■ SOURCE MATERIAL
>>>>>
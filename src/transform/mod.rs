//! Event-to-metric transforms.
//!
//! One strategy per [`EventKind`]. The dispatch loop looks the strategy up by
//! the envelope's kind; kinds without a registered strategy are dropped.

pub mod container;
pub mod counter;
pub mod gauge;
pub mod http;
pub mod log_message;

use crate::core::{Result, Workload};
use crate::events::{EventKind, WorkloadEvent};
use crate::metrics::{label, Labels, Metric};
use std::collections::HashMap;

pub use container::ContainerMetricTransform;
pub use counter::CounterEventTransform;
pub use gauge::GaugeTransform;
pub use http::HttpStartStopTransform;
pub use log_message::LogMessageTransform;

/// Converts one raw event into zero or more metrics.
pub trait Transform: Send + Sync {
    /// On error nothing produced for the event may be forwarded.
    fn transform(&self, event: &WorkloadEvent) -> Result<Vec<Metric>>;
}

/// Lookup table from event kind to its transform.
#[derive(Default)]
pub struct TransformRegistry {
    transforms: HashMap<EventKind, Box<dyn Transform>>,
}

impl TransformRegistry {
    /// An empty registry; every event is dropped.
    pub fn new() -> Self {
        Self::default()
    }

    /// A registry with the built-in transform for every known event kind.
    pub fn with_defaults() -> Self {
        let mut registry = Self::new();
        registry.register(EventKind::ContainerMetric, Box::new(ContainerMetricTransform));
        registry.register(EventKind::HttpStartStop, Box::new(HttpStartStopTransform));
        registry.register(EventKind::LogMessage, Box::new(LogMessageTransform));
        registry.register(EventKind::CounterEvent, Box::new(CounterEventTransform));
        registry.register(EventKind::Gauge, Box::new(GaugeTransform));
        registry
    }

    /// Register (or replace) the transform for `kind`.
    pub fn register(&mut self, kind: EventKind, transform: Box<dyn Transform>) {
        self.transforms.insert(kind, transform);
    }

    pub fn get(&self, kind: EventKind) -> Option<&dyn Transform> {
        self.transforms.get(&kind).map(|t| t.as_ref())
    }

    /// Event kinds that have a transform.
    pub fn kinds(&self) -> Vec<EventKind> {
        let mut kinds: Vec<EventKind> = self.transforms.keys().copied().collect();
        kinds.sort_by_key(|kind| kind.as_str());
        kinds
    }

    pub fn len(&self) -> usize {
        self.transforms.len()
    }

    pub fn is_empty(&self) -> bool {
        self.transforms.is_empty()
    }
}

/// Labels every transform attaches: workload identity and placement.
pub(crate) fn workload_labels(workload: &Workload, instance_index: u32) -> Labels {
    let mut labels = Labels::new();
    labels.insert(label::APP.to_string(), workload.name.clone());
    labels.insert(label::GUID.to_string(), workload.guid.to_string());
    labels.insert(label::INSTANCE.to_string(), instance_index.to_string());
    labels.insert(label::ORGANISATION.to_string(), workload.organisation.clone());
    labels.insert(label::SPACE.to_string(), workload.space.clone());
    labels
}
<<<<<
>>>>>
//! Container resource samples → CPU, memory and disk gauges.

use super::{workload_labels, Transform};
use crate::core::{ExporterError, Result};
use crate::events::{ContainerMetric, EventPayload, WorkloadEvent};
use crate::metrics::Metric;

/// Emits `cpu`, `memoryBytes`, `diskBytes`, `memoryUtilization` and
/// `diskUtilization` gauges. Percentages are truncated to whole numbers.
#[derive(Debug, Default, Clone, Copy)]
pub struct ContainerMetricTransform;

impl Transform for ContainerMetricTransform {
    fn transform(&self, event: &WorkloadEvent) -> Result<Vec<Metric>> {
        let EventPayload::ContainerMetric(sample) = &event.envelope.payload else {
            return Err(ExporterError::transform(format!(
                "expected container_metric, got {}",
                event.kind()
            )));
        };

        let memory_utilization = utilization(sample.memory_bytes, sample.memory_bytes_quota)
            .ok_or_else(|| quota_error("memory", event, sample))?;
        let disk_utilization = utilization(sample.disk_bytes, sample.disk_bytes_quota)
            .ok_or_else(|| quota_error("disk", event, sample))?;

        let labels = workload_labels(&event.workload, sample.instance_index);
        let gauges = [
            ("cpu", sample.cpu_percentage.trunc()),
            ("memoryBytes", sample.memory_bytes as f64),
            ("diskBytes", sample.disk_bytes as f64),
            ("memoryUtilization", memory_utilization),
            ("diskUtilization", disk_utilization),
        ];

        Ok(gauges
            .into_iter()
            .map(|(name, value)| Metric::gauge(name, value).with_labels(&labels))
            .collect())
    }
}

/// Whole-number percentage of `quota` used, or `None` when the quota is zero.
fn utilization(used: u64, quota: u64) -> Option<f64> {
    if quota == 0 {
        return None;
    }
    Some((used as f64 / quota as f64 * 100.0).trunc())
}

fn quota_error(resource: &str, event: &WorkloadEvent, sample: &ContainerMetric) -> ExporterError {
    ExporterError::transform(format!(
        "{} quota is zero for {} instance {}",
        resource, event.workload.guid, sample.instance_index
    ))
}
<<<<<
■ WHAT IS REQUIRED
Reproduce all lines from the records above that include the word "Option".

■ ANSWER SECTION
    pub fn get(&self, kind: EventKind) -> Option<&dyn Transform> {
fn utilization(used: u64, quota: u64) -> Option<f64> {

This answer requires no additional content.